Le fécalome : Il survient le plus souvent chez des personnes âgées, alitées. L’examen montre un anus atone et béant. Le diagnostic est évident au toucher rectal : le rectum est rempli de selles très dures. Une forme clinique est représentée par le bariolythe qui peut survenir dans les suites d’un examen radiologique (transit oeso-gastro-duodénal, transit du grêle, lavement baryté).
Le cancer anal : La douleur est variable, peu évocatrice mais la situation facilement visible et perceptible de ces cancers permet facilement le diagnostic qu’il s’agisse d’une forme classique (ulcération, végétation indurée), ou trompeuse (forme fissuraire, condylomateuse, inflammatoire...)
3. Les douleurs rectales
Les formations tumorales : Elles sont l’arrière-pensée permanente devant tout signe d’appel rectal (faux besoins, émission glairo-sanglantes...). Les douleurs sont variables, parfois associées à des douleurs de topographie plus basse et correspondent alors à un envahissement des structures périrectales.
Le diagnostic et l’attitude thérapeutique reposent sur la rectoscopie de la rectosigmoïdoscopie.
Les lésions inflammatoires : Toutes la pathologie inflammatoire (Maladie de Crohn, recto-colite hémorragique, etc.) ou infectieuse du rectum peut donner lieu à des douleurs. Là encore, l’attitude diagnostique et thérapeutique fait appel à l’endoscopie, l’histologie et aux prélèvements bactériologiques.

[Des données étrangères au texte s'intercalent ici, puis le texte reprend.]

//! Redirect action annotations.
//!
//! # Responsibilities
//! - Detect the single redirect action a declaration carries
//! - Validate its parameter
//! - Resolve the response status (default 302, override within 3XX)
//!
//! # Design Decisions
//! - Actions are mutually exclusive; two or more is an error reported
//!   before the index is touched
//! - A status override without an action is an error, not ignored

use serde::{Deserialize, Serialize};
use url::Url;

use crate::error::{CompileError, ValidationError};
use crate::rules::Annotations;

pub const URL_SET_ANNOTATION: &str = "bfe.ingress.kubernetes.io/redirect.url-set";
pub const URL_FROM_QUERY_ANNOTATION: &str = "bfe.ingress.kubernetes.io/redirect.url-from-query";
pub const URL_PREFIX_ADD_ANNOTATION: &str = "bfe.ingress.kubernetes.io/redirect.url-prefix-add";
pub const SCHEME_SET_ANNOTATION: &str = "bfe.ingress.kubernetes.io/redirect.scheme-set";
pub const RESPONSE_STATUS_ANNOTATION: &str = "bfe.ingress.kubernetes.io/redirect.response-status";

pub const DEFAULT_STATUS: u16 = 302;

/// Origin used to check that a bare path forms a valid URL.
const PLACEHOLDER_ORIGIN: &str = "https://fake.org";

/// Redirect command understood by the matching engine.
#[derive(Debug, Clone, Copy, PartialEq, Eq, Hash, Serialize, Deserialize)]
#[serde(rename_all = "SCREAMING_SNAKE_CASE")]
pub enum RedirectCmd {
    UrlSet,
    UrlFromQuery,
    UrlPrefixAdd,
    SchemeSet,
}

impl RedirectCmd {
    /// Annotation that selects this command.
    pub fn annotation(&self) -> &'static str {
        match self {
            RedirectCmd::UrlSet => URL_SET_ANNOTATION,
            RedirectCmd::UrlFromQuery => URL_FROM_QUERY_ANNOTATION,
            RedirectCmd::UrlPrefixAdd => URL_PREFIX_ADD_ANNOTATION,
            RedirectCmd::SchemeSet => SCHEME_SET_ANNOTATION,
        }
    }
}

const ACTIONS: [RedirectCmd; 4] = [
    RedirectCmd::UrlSet,
    RedirectCmd::UrlFromQuery,
    RedirectCmd::UrlPrefixAdd,
    RedirectCmd::SchemeSet,
];

/// A redirect action descriptor.
#[derive(Debug, Clone, PartialEq, Eq, Hash, Serialize, Deserialize)]
pub struct RedirectAction {
    pub cmd: RedirectCmd,
    pub params: Vec<String>,
}

/// Action plus response status derived from a declaration's annotations.
#[derive(Debug, Clone, PartialEq, Eq)]
pub struct Redirect {
    pub action: RedirectAction,
    pub status: u16,
}

/// Returns true when exactly one redirect action is present.
///
/// Fails on multiple actions, or on a status override with no action.
pub fn has_redirect(annotations: &Annotations) -> Result<bool, CompileError> {
    let present = present_actions(annotations);
    match present.len() {
        0 => {
            if let Some(value) = annotations.get(RESPONSE_STATUS_ANNOTATION) {
                if !value.is_empty() {
                    return Err(ValidationError::UnexpectedAnnotation {
                        key: RESPONSE_STATUS_ANNOTATION.to_string(),
                        value: value.to_string(),
                    }
                    .into());
                }
            }
            Ok(false)
        }
        1 => Ok(true),
        _ => Err(CompileError::MultipleActions(
            present.iter().map(|cmd| cmd.annotation().to_string()).collect(),
        )),
    }
}

/// Parse the redirect carried by `annotations`, if any.
pub fn parse(annotations: &Annotations) -> Result<Option<Redirect>, CompileError> {
    if !has_redirect(annotations)? {
        return Ok(None);
    }

    let Some(cmd) = present_actions(annotations).into_iter().next() else {
        return Ok(None);
    };
    let param = annotations.get(cmd.annotation()).unwrap_or_default();
    check_action(cmd, param)?;

    Ok(Some(Redirect {
        action: RedirectAction {
            cmd,
            params: vec![param.to_string()],
        },
        status: status_code(annotations)?,
    }))
}

/// Resolve the response status override.
pub fn status_code(annotations: &Annotations) -> Result<u16, ValidationError> {
    let raw = match annotations.get(RESPONSE_STATUS_ANNOTATION) {
        None | Some("") => return Ok(DEFAULT_STATUS),
        Some(raw) => raw,
    };

    match raw.trim().parse::<u16>() {
        Ok(code) if (300..=399).contains(&code) => Ok(code),
        _ => Err(ValidationError::StatusCode {
            key: RESPONSE_STATUS_ANNOTATION.to_string(),
            value: raw.to_string(),
        }),
    }
}

fn present_actions(annotations: &Annotations) -> Vec<RedirectCmd> {
    ACTIONS
        .into_iter()
        .filter(|cmd| annotations.contains(cmd.annotation()))
        .collect()
}

fn check_action(cmd: RedirectCmd, param: &str) -> Result<(), ValidationError> {
    let key = cmd.annotation();
    if param.is_empty() {
        return Err(ValidationError::annotation(key, "value must not be empty"));
    }

    match cmd {
        RedirectCmd::UrlSet => {
            if Url::parse(param).is_ok() {
                return Ok(());
            }
            let joined = format!("{PLACEHOLDER_ORIGIN}{param}");
            match Url::parse(&joined) {
                Ok(url) if url.host_str() == Some("fake.org") => Ok(()),
                _ => Err(ValidationError::annotation(
                    key,
                    format!("[{param}] should be a valid URL string or a valid URL path string"),
                )),
            }
        }
        RedirectCmd::UrlFromQuery => Ok(()),
        RedirectCmd::UrlPrefixAdd => {
            let parsed = Url::parse(param).or_else(|_| {
                Url::parse(PLACEHOLDER_ORIGIN).and_then(|origin| origin.join(param))
            });
            match parsed {
                Ok(url) if url.fragment().is_none() => Ok(()),
                Ok(_) => Err(ValidationError::annotation(
                    key,
                    format!("[{param}] should be a valid URL string without fragment"),
                )),
                Err(e) => Err(ValidationError::annotation(
                    key,
                    format!("[{param}] should be a valid URL string: {e}"),
                )),
            }
        }
        RedirectCmd::SchemeSet => match param {
            "http" | "https" => Ok(()),
            _ => Err(ValidationError::annotation(
                key,
                format!("scheme {param} invalid, only http|https supported now"),
            )),
        },
    }
}

#[cfg(test)]
mod tests {
    use super::*;

    fn annots(pairs: &[(&str, &str)]) -> Annotations {
        pairs.iter().copied().collect()
    }

    #[test]
    fn test_status_code_bounds() {
        assert_eq!(status_code(&Annotations::new()), Ok(302));
        assert_eq!(status_code(&annots(&[(RESPONSE_STATUS_ANNOTATION, "301")])), Ok(301));
        assert!(status_code(&annots(&[(RESPONSE_STATUS_ANNOTATION, "200")])).is_err());
        assert!(status_code(&annots(&[(RESPONSE_STATUS_ANNOTATION, "400")])).is_err());
        assert!(status_code(&annots(&[(RESPONSE_STATUS_ANNOTATION, "3xx")])).is_err());
    }

    #[test]
    fn test_parse_single_action() {
        let a = annots(&[
            (SCHEME_SET_ANNOTATION, "https"),
            (RESPONSE_STATUS_ANNOTATION, "308"),
        ]);
        let redirect = parse(&a).unwrap().unwrap();
        assert_eq!(redirect.action.cmd, RedirectCmd::SchemeSet);
        assert_eq!(redirect.action.params, vec!["https".to_string()]);
        assert_eq!(redirect.status, 308);
    }

    #[test]
    fn test_no_action_is_none() {
        assert_eq!(parse(&Annotations::new()), Ok(None));
    }

    #[test]
    fn test_multiple_actions_rejected() {
        let a = annots(&[
            (URL_SET_ANNOTATION, "https://example.org"),
            (SCHEME_SET_ANNOTATION, "https"),
        ]);
        match parse(&a) {
            Err(CompileError::MultipleActions(keys)) => assert_eq!(keys.len(), 2),
            other => panic!("expected MultipleActions, got {:?}", other),
        }
    }

    #[test]
    fn test_status_without_action_rejected() {
        let a = annots(&[(RESPONSE_STATUS_ANNOTATION, "301")]);
        assert!(matches!(
            has_redirect(&a),
            Err(CompileError::Validation(ValidationError::UnexpectedAnnotation { .. }))
        ));
    }

    #[test]
    fn test_action_parameters() {
        assert!(check_action(RedirectCmd::UrlSet, "https://example.org/a").is_ok());
        assert!(check_action(RedirectCmd::UrlSet, "/relative/path").is_ok());
        assert!(check_action(RedirectCmd::UrlPrefixAdd, "/prefix").is_ok());
        assert!(check_action(RedirectCmd::UrlPrefixAdd, "https://example.org/p#frag").is_err());
        assert!(check_action(RedirectCmd::SchemeSet, "ftp").is_err());
        assert!(check_action(RedirectCmd::UrlFromQuery, "target").is_ok());
        assert!(check_action(RedirectCmd::UrlFromQuery, "").is_err());
    }
}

Ce qu’il faut retenir : lorsque chez un malade qui souffre, le bilan clinique loco-régional est négatif, le syndrome «d’algies ano-rectales rebelles» doit être évoqué en sachant toutefois qu’une lésion organique peut toujours évoluer à bas bruit, notamment un abcès profond, et faire redresser le diagnostic.
Conclusion
L'interprétation de la douleur en Proctologie est capital.
Très souvent, lorsqu’elle est en rapport avec une lésion bénigne, elle cède à un traitement général et local associé parfois à un geste simple et ambulatoire.
Lorsqu’elle est chronique, de type névralgique, elle implique toujours un bilan proctologique complet pour ne pas méconnaître une lésion organique responsable et justifie une thérapeutique prudente et douce, stictement médicale, essentiellement antalgique.
En cas d’urgence douloureuse aiguë, il importe enfin de ne retarder un acte chirurgical salvateur.